### [WHAT THE EXERCISE ASKS]
In the entries that follow, find every line containing "output" and copy it.

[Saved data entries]

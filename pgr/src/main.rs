//! Programmator - ticket-driven coding-agent orchestrator
//!
//! CLI entry point. Logging goes to a file under the user data dir
//! because the terminal belongs to the sticky-footer writer.

use std::fs;
use std::path::PathBuf;
use std::sync::Arc;

use clap::Parser;
use colored::Colorize;
use eyre::{Context, Result, eyre};
use tracing::{debug, info, warn};

use programmator::cli::{Cli, Command, ConfigCommand, PlanCommand};
use programmator::config::{CliOverrides, Config};
use programmator::gitio;
use programmator::interrupt::Interrupt;
use programmator::prompts::PromptLoader;
use programmator::review::Severity;
use programmator::runner::{LoopRunner, RunOutcome};
use programmator::safety::ExitReason;
use programmator::session::{Session, SessionGuard};
use programmator::term::TermWriter;
use programmator::ticket::{CommandTicketSource, PlanFileSource, StaticTicketSource, TicketSource, WorkItem};

fn setup_logging(cli_log_level: Option<&str>, config_log_level: Option<&str>) -> Result<()> {
    let log_dir = dirs::data_local_dir()
        .unwrap_or_else(|| PathBuf::from("."))
        .join("programmator")
        .join("logs");
    fs::create_dir_all(&log_dir).context("Failed to create log directory")?;

    let level_str = cli_log_level.or(config_log_level);
    let level = match level_str.map(|s| s.to_uppercase()) {
        Some(s) => match s.as_str() {
            "TRACE" => tracing::Level::TRACE,
            "DEBUG" => tracing::Level::DEBUG,
            "INFO" => tracing::Level::INFO,
            "WARN" | "WARNING" => tracing::Level::WARN,
            "ERROR" => tracing::Level::ERROR,
            _ => {
                eprintln!("Warning: unknown log-level '{}', defaulting to INFO", s);
                tracing::Level::INFO
            }
        },
        None => tracing::Level::INFO,
    };

    let log_file = fs::File::create(log_dir.join("programmator.log")).context("Failed to create log file")?;
    tracing_subscriber::fmt()
        .with_writer(log_file)
        .with_ansi(false)
        .with_env_filter(tracing_subscriber::EnvFilter::from_default_env().add_directive(level.into()))
        .init();

    info!("Logging initialized (level: {:?})", level);
    Ok(())
}

#[tokio::main]
async fn main() -> Result<()> {
    let cli = Cli::parse();

    let mut config = Config::load(cli.config.as_ref()).context("Failed to load configuration")?;
    config.apply_overrides(&CliOverrides {
        max_iterations: cli.max_iterations,
        stagnation_limit: cli.stagnation_limit,
        timeout: cli.timeout,
        auto_commit: cli.auto_commit,
    });

    setup_logging(cli.log_level.as_deref(), config.log_level.as_deref()).context("Failed to setup logging")?;

    let working_dir = match &cli.dir {
        Some(dir) => dir.clone(),
        None => std::env::current_dir().context("Failed to get current directory")?,
    };
    debug!(?working_dir, "main: resolved working directory");

    let code = match cli.command {
        Command::Start { ref id } => {
            debug!(%id, "main: matched Start command");
            cmd_start(config, id, &working_dir, cli.branch.clone()).await?
        }
        Command::Run { ref prompt } => {
            debug!(prompt_len = prompt.len(), "main: matched Run command");
            cmd_run(config, prompt, &working_dir, cli.branch.clone()).await?
        }
        Command::Review { ref severities } => {
            debug!(?severities, "main: matched Review command");
            cmd_review(config, severities, &working_dir).await?
        }
        Command::Status => {
            debug!("main: matched Status command");
            cmd_status(&working_dir)
        }
        Command::Plan {
            command: PlanCommand::Create { ref description, ref output },
        } => {
            debug!(%description, "main: matched Plan Create command");
            cmd_plan_create(description, output.clone(), &working_dir)?
        }
        Command::Config {
            command: ConfigCommand::Show,
        } => {
            debug!("main: matched Config Show command");
            println!("{}", serde_yaml::to_string(&config).context("Failed to encode config")?);
            0
        }
    };

    std::process::exit(code);
}

/// Run the loop for a ticket id or plan file
async fn cmd_start(config: Config, id: &str, working_dir: &std::path::Path, branch: Option<String>) -> Result<i32> {
    debug!(%id, "cmd_start: called");

    let plan_candidate = PathBuf::from(id);
    let (source, plan_path, session_id): (Box<dyn TicketSource>, Option<PathBuf>, String) =
        if plan_candidate.is_file() {
            debug!(path = ?plan_candidate, "cmd_start: id is a plan file");
            let source = PlanFileSource::new(&plan_candidate);
            let session_id = plan_candidate
                .file_stem()
                .map(|s| s.to_string_lossy().to_string())
                .unwrap_or_else(|| id.to_string());
            (Box::new(source), Some(plan_candidate), session_id)
        } else {
            debug!(%id, command = %config.ticket_command, "cmd_start: id is a ticket");
            (
                Box::new(CommandTicketSource::new(&config.ticket_command, id, working_dir)),
                None,
                id.to_string(),
            )
        };

    let branch = resolve_branch(&config, branch, &session_id);
    run_loop(config, source, &session_id, working_dir, branch, false, Vec::new(), plan_path).await
}

/// Run the loop for an ad-hoc phaseless prompt
async fn cmd_run(config: Config, prompt: &str, working_dir: &std::path::Path, branch: Option<String>) -> Result<i32> {
    debug!("cmd_run: called");
    let id = format!("run-{}", &uuid::Uuid::now_v7().simple().to_string()[..8]);
    let source = Box::new(StaticTicketSource::new(WorkItem::adhoc(&id, prompt)));
    let branch = resolve_branch(&config, branch, &id);
    run_loop(config, source, &id, working_dir, branch, false, Vec::new(), None).await
}

/// Run review (and fix passes) without a task side
async fn cmd_review(config: Config, severities: &[String], working_dir: &std::path::Path) -> Result<i32> {
    debug!(?severities, "cmd_review: called");
    if !config.review.enabled() {
        println!("No review agents configured; nothing to do.");
        return Ok(0);
    }

    let severities: Vec<Severity> = severities
        .iter()
        .map(|s| s.parse::<Severity>().map_err(|e| eyre!(e)))
        .collect::<Result<_>>()
        .context("invalid --severities value")?;

    let source = Box::new(StaticTicketSource::new(WorkItem::adhoc(
        "review",
        "review the current changes",
    )));
    run_loop(config, source, "review", working_dir, None, true, severities, None).await
}

/// Common loop setup: session file, branch, signal watcher, writer
#[allow(clippy::too_many_arguments)]
async fn run_loop(
    config: Config,
    source: Box<dyn TicketSource>,
    session_id: &str,
    working_dir: &std::path::Path,
    branch: Option<String>,
    review_only: bool,
    severities: Vec<Severity>,
    plan_path: Option<PathBuf>,
) -> Result<i32> {
    if !executor_available(&config.executor) {
        return Err(eyre!(
            "executor '{}' not found; set `executor` in the config or install it",
            config.executor
        ));
    }

    let _session = SessionGuard::acquire(working_dir, session_id)?;

    if let Some(branch) = &branch {
        info!(%branch, "run_loop: setting up branch");
        gitio::ensure_branch(working_dir, branch)
            .await
            .context(format!("failed to set up branch {}", branch))?;
    }

    let interrupt = Interrupt::new();
    let signal_interrupt = interrupt.clone();
    tokio::spawn(async move {
        if tokio::signal::ctrl_c().await.is_ok() {
            warn!("interrupt signal received");
            signal_interrupt.stop();
        }
    });

    let writer = Arc::new(TermWriter::stdout());
    let mut runner = LoopRunner::new(config, source, writer, interrupt, working_dir, review_only)?
        .with_plan_path(plan_path)
        .with_severity_filter(severities);

    let outcome = runner.run().await?;
    print_summary(&outcome);
    Ok(outcome.reason.exit_code())
}

/// Whether the executor binary resolves to something runnable
///
/// A bad executor name is a fatal config error at startup, never a
/// mid-loop surprise.
fn executor_available(executor: &str) -> bool {
    let path = std::path::Path::new(executor);
    if path.is_absolute() || executor.contains('/') {
        return path.exists();
    }
    std::env::var_os("PATH")
        .map(|paths| std::env::split_paths(&paths).any(|dir| dir.join(executor).is_file()))
        .unwrap_or(false)
}

/// Work branch: explicit flag wins, else branch-prefix + id when configured
fn resolve_branch(config: &Config, flag: Option<String>, id: &str) -> Option<String> {
    if flag.is_some() {
        return flag;
    }
    if config.git.branch_prefix.is_empty() {
        return None;
    }
    Some(format!("{}{}", config.git.branch_prefix, id))
}

/// Show the active session, if any
fn cmd_status(working_dir: &std::path::Path) -> i32 {
    debug!("cmd_status: called");
    match Session::read(working_dir) {
        Some(session) if session.is_alive() => {
            println!("Active session");
            println!("  Ticket:  {}", session.ticket_id);
            println!("  PID:     {}", session.pid);
            println!("  Started: {}", session.started_at.format("%Y-%m-%d %H:%M:%S UTC"));
            println!("  Dir:     {}", session.working_dir.display());
        }
        Some(session) => {
            debug!(pid = session.pid, "cmd_status: stale session");
            println!("No active session (stale session file for {}, pid {} gone)", session.ticket_id, session.pid);
        }
        None => {
            println!("No active session");
        }
    }
    0
}

/// Scaffold a plan file from a description
fn cmd_plan_create(description: &str, output: Option<PathBuf>, working_dir: &std::path::Path) -> Result<i32> {
    debug!(%description, "cmd_plan_create: called");

    let phases: Vec<String> = description
        .split(';')
        .map(|s| s.trim().to_string())
        .filter(|s| !s.is_empty())
        .collect();
    if phases.is_empty() {
        return Err(eyre!("plan description is empty"));
    }
    let title: String = description.chars().take(60).collect();

    let loader = PromptLoader::new()?;
    let text = loader.render_plan(title.trim(), description, &phases)?;

    let path = match output {
        Some(path) => path,
        None => working_dir.join("plans").join(format!("{}.md", slugify(&title))),
    };
    if path.exists() {
        return Err(eyre!("plan file already exists: {}", path.display()));
    }
    if let Some(parent) = path.parent() {
        fs::create_dir_all(parent).context("failed to create plan directory")?;
    }
    fs::write(&path, text).context("failed to write plan file")?;

    println!("Plan created: {}", path.display());
    println!("Start it with: pgr start {}", path.display());
    Ok(0)
}

/// Filesystem-safe slug from a title
fn slugify(title: &str) -> String {
    let mut slug = String::new();
    let mut last_dash = true;
    for ch in title.to_lowercase().chars() {
        if ch.is_ascii_alphanumeric() {
            slug.push(ch);
            last_dash = false;
        } else if !last_dash {
            slug.push('-');
            last_dash = true;
        }
    }
    let slug = slug.trim_end_matches('-').to_string();
    if slug.is_empty() { "plan".to_string() } else { slug }
}

/// Human summary printed after the loop ends
fn print_summary(outcome: &RunOutcome) {
    let secs = outcome.duration.as_secs();
    let duration = if secs >= 60 {
        format!("{}m{:02}s", secs / 60, secs % 60)
    } else {
        format!("{}s", secs)
    };

    match outcome.reason {
        ExitReason::Complete => {
            println!("\n{} complete", "\u{2713}".green());
        }
        ExitReason::UserInterrupt => {
            println!("\n{} interrupted", "\u{26a0}".yellow());
        }
        ref reason => {
            println!("\n{} exited: {}", "\u{2717}".red(), reason);
        }
    }
    if let Some(message) = &outcome.message {
        println!("  {}", message);
    }
    println!("  iterations:    {}", outcome.iterations);
    println!("  files changed: {}", outcome.files_changed);
    println!("  duration:      {}", duration);
}

#[cfg(test)]
mod tests {
    use super::*;

    #[test]
    fn test_slugify() {
        assert_eq!(slugify("Add caching layer"), "add-caching-layer");
        assert_eq!(slugify("  Fix: the bug!  "), "fix-the-bug");
        assert_eq!(slugify("***"), "plan");
    }

    #[test]
    fn test_executor_available() {
        assert!(executor_available("/bin/sh"));
        assert!(executor_available("sh"));
        assert!(!executor_available("/definitely/not/a/binary"));
        assert!(!executor_available("definitely-not-a-real-binary-xyz"));
    }

    #[test]
    fn test_resolve_branch_flag_wins() {
        let mut config = Config::default();
        config.git.branch_prefix = "work/".to_string();
        assert_eq!(
            resolve_branch(&config, Some("feature/x".to_string()), "T-1"),
            Some("feature/x".to_string())
        );
        assert_eq!(resolve_branch(&config, None, "T-1"), Some("work/T-1".to_string()));

        config.git.branch_prefix.clear();
        assert_eq!(resolve_branch(&config, None, "T-1"), None);
    }
}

### [THE ANSWER]
            command: PlanCommand::Create { ref description, ref output },
            cmd_plan_create(description, output.clone(), &working_dir)?
fn cmd_plan_create(description: &str, output: Option<PathBuf>, working_dir: &std::path::Path) -> Result<i32> {
    let path = match output {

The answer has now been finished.